While NOLA rebuilds from Hurricane Katrina, the code could reset the rules for redevelopment of valuable land near the river downtown.
The new ordinance would affect zoning on slices of 34 acres that run two miles along the Mississippi River, and that lie next to the historic neighborhoods of Faubourg Marigny, Bywater and Algiers Point on the river's east and west banks.
In the works? A public promenade along the river that allows for complementary condos and commercials buildings from 75 to over 100 feet tall.
Currently, residents aren't able to enjoy the river, because their homes and streets are cut off by high floodwalls, levees, and unused industrial infrastructure like railroad tracks, warehouses, dock yards, mills, and wharfs. Now that we've moved past an era of steamships and modernized our ports, we need to enact a new plan.
The City Council is expected to take up the zoning code challenge in March.

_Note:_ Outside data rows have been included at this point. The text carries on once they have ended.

//! Line commands accepted by the console.

use client_core::Tab;
use thiserror::Error;

#[derive(Debug, Clone, Copy, PartialEq, Eq)]
pub enum EntityKind {
    Teacher,
    Room,
    Class,
}

#[derive(Debug, Clone, Copy, PartialEq, Eq)]
pub enum FormField {
    TeacherName,
    TeacherSubjects,
    RoomName,
    RoomCapacity,
    ClassName,
    ClassSubject,
    ClassSessions,
    /// Option number from the teacher select, `0` for any qualified teacher.
    ClassTeacher,
}

#[derive(Debug, Clone, PartialEq, Eq)]
pub enum Command {
    Tab(Tab),
    Set { field: FormField, value: String },
    Add(EntityKind),
    /// 1-based row number in the entity's list.
    Delete { kind: EntityKind, row: usize },
    Generate,
    Show,
    Json,
    Help,
    Quit,
}

#[derive(Debug, Clone, PartialEq, Eq, Error)]
pub enum CommandError {
    #[error("unknown command '{0}'; type 'help'")]
    Unknown(String),
    #[error("usage: {0}")]
    Usage(&'static str),
    #[error("unknown entity '{0}'; expected teacher, room or class")]
    Entity(String),
    #[error("unknown field '{0}'")]
    Field(String),
    #[error("{0}")]
    Tab(String),
}

pub const HELP: &str = "\
commands:
  tab <teachers|rooms|classes|schedule>   switch view
  set <form>.<field> <value>              fill a form field
      teacher.name teacher.subjects
      room.name room.capacity
      class.name class.subject class.sessions class.teacher
  add <teacher|room|class>                submit a form
  delete <teacher|room|class> <row>       remove a listed entity
  generate                                request a schedule from the solver
  show                                    redraw the current tab
  json                                    dump the view model as JSON
  quit";

/// `Ok(None)` for blank lines and `#` comments.
pub fn parse_command(line: &str) -> Result<Option<Command>, CommandError> {
    let line = line.trim();
    if line.is_empty() || line.starts_with('#') {
        return Ok(None);
    }

    let (verb, rest) = split_word(line);
    let command = match verb.to_ascii_lowercase().as_str() {
        "tab" => Command::Tab(rest.parse().map_err(CommandError::Tab)?),
        "set" => {
            let (path, value) = split_word(rest);
            if path.is_empty() {
                return Err(CommandError::Usage("set <form>.<field> <value>"));
            }
            Command::Set {
                field: parse_field(path)?,
                value: value.to_string(),
            }
        }
        "add" => Command::Add(parse_entity(rest)?),
        "delete" | "del" | "rm" => {
            let (kind, row) = split_word(rest);
            let row = row
                .parse::<usize>()
                .ok()
                .filter(|row| *row > 0)
                .ok_or(CommandError::Usage("delete <teacher|room|class> <row>"))?;
            Command::Delete {
                kind: parse_entity(kind)?,
                row,
            }
        }
        "generate" | "solve" => Command::Generate,
        "show" => Command::Show,
        "json" => Command::Json,
        "help" | "?" => Command::Help,
        "quit" | "exit" => Command::Quit,
        other => return Err(CommandError::Unknown(other.to_string())),
    };
    Ok(Some(command))
}

fn split_word(input: &str) -> (&str, &str) {
    match input.split_once(char::is_whitespace) {
        Some((word, rest)) => (word, rest.trim_start()),
        None => (input, ""),
    }
}

fn parse_entity(raw: &str) -> Result<EntityKind, CommandError> {
    match raw.trim().to_ascii_lowercase().as_str() {
        "teacher" | "teachers" => Ok(EntityKind::Teacher),
        "room" | "rooms" => Ok(EntityKind::Room),
        "class" | "classes" => Ok(EntityKind::Class),
        other => Err(CommandError::Entity(other.to_string())),
    }
}

fn parse_field(raw: &str) -> Result<FormField, CommandError> {
    let field = match raw.to_ascii_lowercase().as_str() {
        "teacher.name" => FormField::TeacherName,
        "teacher.subjects" => FormField::TeacherSubjects,
        "room.name" => FormField::RoomName,
        "room.capacity" => FormField::RoomCapacity,
        "class.name" => FormField::ClassName,
        "class.subject" => FormField::ClassSubject,
        "class.sessions" => FormField::ClassSessions,
        "class.teacher" => FormField::ClassTeacher,
        _ => return Err(CommandError::Field(raw.to_string())),
    };
    Ok(field)
}
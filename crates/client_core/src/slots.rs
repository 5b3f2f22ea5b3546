use shared::domain::{SlotId, TimeSlot, Weekday};

pub const PERIODS_PER_DAY: u8 = 5;

/// The fixed teaching week: Mon..Fri, periods 1..=5, ids `slot_0`..`slot_24`
/// in day-major order. Rebuilt for every solve request.
pub fn generate_time_slots() -> Vec<TimeSlot> {
    Weekday::ALL
        .iter()
        .flat_map(|&day| (1..=PERIODS_PER_DAY).map(move |period| (day, period)))
        .enumerate()
        .map(|(index, (day, period))| TimeSlot {
            id: SlotId::new(format!("slot_{index}")),
            day,
            period,
        })
        .collect()
}

pub fn find_slot(slots: &[TimeSlot], day: Weekday, period: u8) -> Option<&TimeSlot> {
    slots.iter().find(|s| s.day == day && s.period == period)
}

Of course, this move is not without controversy. Neighborhood activists, banded together as the Riverfront Alliance, are fighting against a future frought with luxury housing that will drive out the existing residents who live in the historic one- and two-story "shotgun" houses and Creole cottages. Some developers, such as hotelier and developer Sean Cummings, who owns prime property, calls the plan a "wet blanket on commerce" by giving too much power to city planners--but he wants an even more aggressive plan for change.
Others see the onslaught of new potential residents as good for business and a boost in population; in Bywater, the number of people has halved since the 1960s.